Wednesday, May 16, 2012

The Chicken and the Egg

Keeping chickens, I can honestly say, is one of the most fulfilling endeavors I’ve ever undertaken. From being in awe of the first egg my flock laid to being freaked out by Bronny’s first molt. From dealing with a broody Silkie to dealing with ‘Straw-mageddon’. Each and every day is a learning experience.

Here's Miss Lynn
looking at me differently.
In addition to the everyday ‘here’s-what-you-got-yourself-into-by-deciding-to-raise-chickens’ knowledge, I’ve also been a huge advocate of diving in (to google) and trying to wrap my head around actual cold, hard facts about chickens.

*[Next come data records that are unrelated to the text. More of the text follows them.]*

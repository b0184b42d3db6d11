use std::{io, path::PathBuf};
use thiserror::Error;
use tubeq_core::DownloadOptions;

/// Something that can turn a URL plus options into files on disk.
pub trait DownloadEngine {
    fn fetch(
        &mut self,
        url: &str,
        options: &DownloadOptions,
        on_status: &mut dyn FnMut(FetchStatus),
    ) -> Result<(), EngineError>;
}

#[derive(Debug, Clone, PartialEq)]
pub enum FetchStatus {
    Starting,
    Downloading(f32), // 0.0 - 1.0
    PostProcessing,
    Saved(PathBuf),
}

#[derive(Debug, Error)]
pub enum EngineError {
    #[error("failed to launch '{program}'")]
    Spawn {
        program: String,
        #[source]
        source: io::Error,
    },

    #[error("lost contact with '{program}'")]
    Io {
        program: String,
        #[source]
        source: io::Error,
    },

    #[error("{message}")]
    Failed {
        status: Option<i32>,
        message: String,
    },
}

/// Progress of a batch, as seen by whoever renders it.
#[derive(Debug)]
pub enum BatchStatus<'a> {
    Working {
        index: usize, // 1-based
        total: usize,
        url: &'a str,
    },
    Fetch(FetchStatus),
    Done {
        index: usize,
        total: usize,
    },
}

#[derive(Debug)]
pub enum BatchOutcome {
    Completed {
        downloaded: usize,
    },
    /// The batch stopped at `position` (1-based). Items before it were
    /// downloaded and removed from the queue.
    Failed {
        position: usize,
        url: String,
        error: EngineError,
    },
}

impl BatchOutcome {
    pub fn is_success(&self) -> bool {
        matches!(self, BatchOutcome::Completed { .. })
    }
}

Some are small facts. Chickens have more bones in their necks than giraffes, for example. Others are eye-opening. Like the chicken is the closest living relative of the t-rex. With each new piece of information, I look at chickens in a new light. And since I’m looking at chickens differently, I’m obviously looking at eggs differently.
In my latest sojourn into all things chicken (and egg), I decide a history lesson was in order. So here’s what found...

A little chicken history.
Chickens have been around since before humans, obviously. And way before historians. So, it’s hard to pinpoint exactly when chickens became domesticated but there’s speculation that it happened 8000 years ago in what’s now Thailand. But recent research suggests the good old chicken may have multiple origins in different areas of South and Southeast Asia. (More on that here)
And then there were the Egyptians. And the Chinese. Both of whom domesticated chickens like crazy not only for meat but for eggs. In about 600 B.C. domestication happened in Europe. And then Columbus went out to find the new world and took along some chickens. These chickens, whose strains originated in Asia, are the ancestors of the chickens that lay eggs in North America now. (More info here)

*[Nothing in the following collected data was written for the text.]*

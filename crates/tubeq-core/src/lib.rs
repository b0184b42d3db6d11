use std::fmt;
use std::path::{Path, PathBuf};

/// What the user wants out of each URL. Picked once per session.
#[derive(Debug, Copy, Clone, PartialEq, Eq)]
pub enum Mode {
    Full,
    Audio,
}

impl Mode {
    pub fn label(&self) -> &'static str {
        match self {
            Mode::Full => "full",
            Mode::Audio => "audio",
        }
    }

    /// Engine options for this mode, rooted at `output_dir`.
    pub fn options(&self, output_dir: &Path) -> DownloadOptions {
        let output_template = output_dir.join(format_spec::OUTPUT_TEMPLATE);
        match self {
            Mode::Full => DownloadOptions {
                format: format_spec::BEST_VIDEO_AUDIO.to_string(),
                output_template,
                post_processor: None,
            },
            Mode::Audio => DownloadOptions {
                format: format_spec::BEST_AUDIO.to_string(),
                output_template,
                post_processor: Some(PostProcessor::ExtractAudio {
                    codec: format_spec::AUDIO_CODEC.to_string(),
                    quality: format_spec::AUDIO_QUALITY.to_string(),
                }),
            },
        }
    }
}

impl fmt::Display for Mode {
    fn fmt(&self, f: &mut fmt::Formatter<'_>) -> fmt::Result {
        f.write_str(self.label())
    }
}

#[derive(Debug, Clone, PartialEq, Eq)]
pub enum PostProcessor {
    ExtractAudio { codec: String, quality: String },
}

/// Configuration handed to the download engine for every URL of a batch.
#[derive(Debug, Clone, PartialEq, Eq)]
pub struct DownloadOptions {
    pub format: String,
    pub output_template: PathBuf,
    pub post_processor: Option<PostProcessor>,
}

/// Ordered list of URLs waiting for the next batch.
#[derive(Debug, Clone, Default, PartialEq, Eq)]
pub struct DownloadQueue {
    urls: Vec<String>,
}

impl DownloadQueue {
    pub fn new() -> Self {
        Self::default()
    }

    pub fn push(&mut self, url: impl Into<String>) {
        self.urls.push(url.into());
    }

    pub fn len(&self) -> usize {
        self.urls.len()
    }

    pub fn is_empty(&self) -> bool {
        self.urls.is_empty()
    }

    pub fn iter(&self) -> impl Iterator<Item = &str> {
        self.urls.iter().map(String::as_str)
    }

    pub fn get(&self, index: usize) -> Option<&str> {
        self.urls.get(index).map(String::as_str)
    }

    /// Drops the first `count` entries, keeping the order of the rest.
    pub fn drain_front(&mut self, count: usize) {
        let count = count.min(self.urls.len());
        self.urls.drain(..count);
    }

    pub fn clear(&mut self) {
        self.urls.clear();
    }
}

impl<S: Into<String>> FromIterator<S> for DownloadQueue {
    fn from_iter<I: IntoIterator<Item = S>>(iter: I) -> Self {
        Self {
            urls: iter.into_iter().map(Into::into).collect(),
        }
    }
}

/// Semantic output level. Turned into colors only where text hits the terminal.
#[derive(Debug, Copy, Clone, PartialEq, Eq)]
pub enum Tone {
    Banner,
    Heading,
    Info,
    Item,
    Success,
    Warning,
    Error,
}

pub mod format_spec {
    pub const BEST_VIDEO_AUDIO: &str = "bv*+ba/b";
    pub const BEST_AUDIO: &str = "bestaudio/best";

    pub const OUTPUT_TEMPLATE: &str = "%(uploader)s/%(title)s.%(ext)s";

    pub const AUDIO_CODEC: &str = "mp3";
    pub const AUDIO_QUALITY: &str = "192";
}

Now, a little egg history.
We (humans) have been eating eggs since forever. Eggs have always been easy to find (unless you run out of them at 11:00pm on Christmas Eve and still have three dozen cookies to bake), they’re easy to cook, and they were (and still are) part of a lot of socio-religious symbolism and tradition. Just look at Easter.

At some point someone realized that if they take the eggs out from under a chicken, that chicken would lay another one instead of going broody (unless that chicken is my Silkie Arabella). So, eggs became a good and easy source of food. And this all happened around 3200 B.C. in India. And in China and Egypt in 1400 B.C.-ish. Maybe earlier.
Interesting. Possibly even fascinating. Or boring. Depending on where you stand on history lessons from blogs.

Anyway, with all that early chicken and egg history running through my mind, it got me thinking about a question that has been haunting civilization since the beginning of time.

So, here it is. The biggest chicken question of them all:
Which came first, the chicken or the egg?

Well, the argument usually goes something like this: The chicken came first! Then where did the chicken come from? The egg! But what laid the egg? The chicken! Then where did the chicken come from? The egg!
Up until a couple years ago this was it. There was no real answer. But, in July of 2010 the answer was found. At least that’s what scientists in Great Britain claimed. They say that they discovered a protein in chicken ovaries that is absolutely necessary to form a chicken egg. Without this protein the egg isn’t truly ‘chicken’. Which means, in order for there to have been a chicken egg laid at all, there had to be a chicken to lay it. No chicken. No Protein. Therefore, no egg. So. There’s your answer. The chicken came first.
And here's the link to prove it!

Very exciting. Or boring. Depending on where you stand on awesome answers to impossible questions on blogs.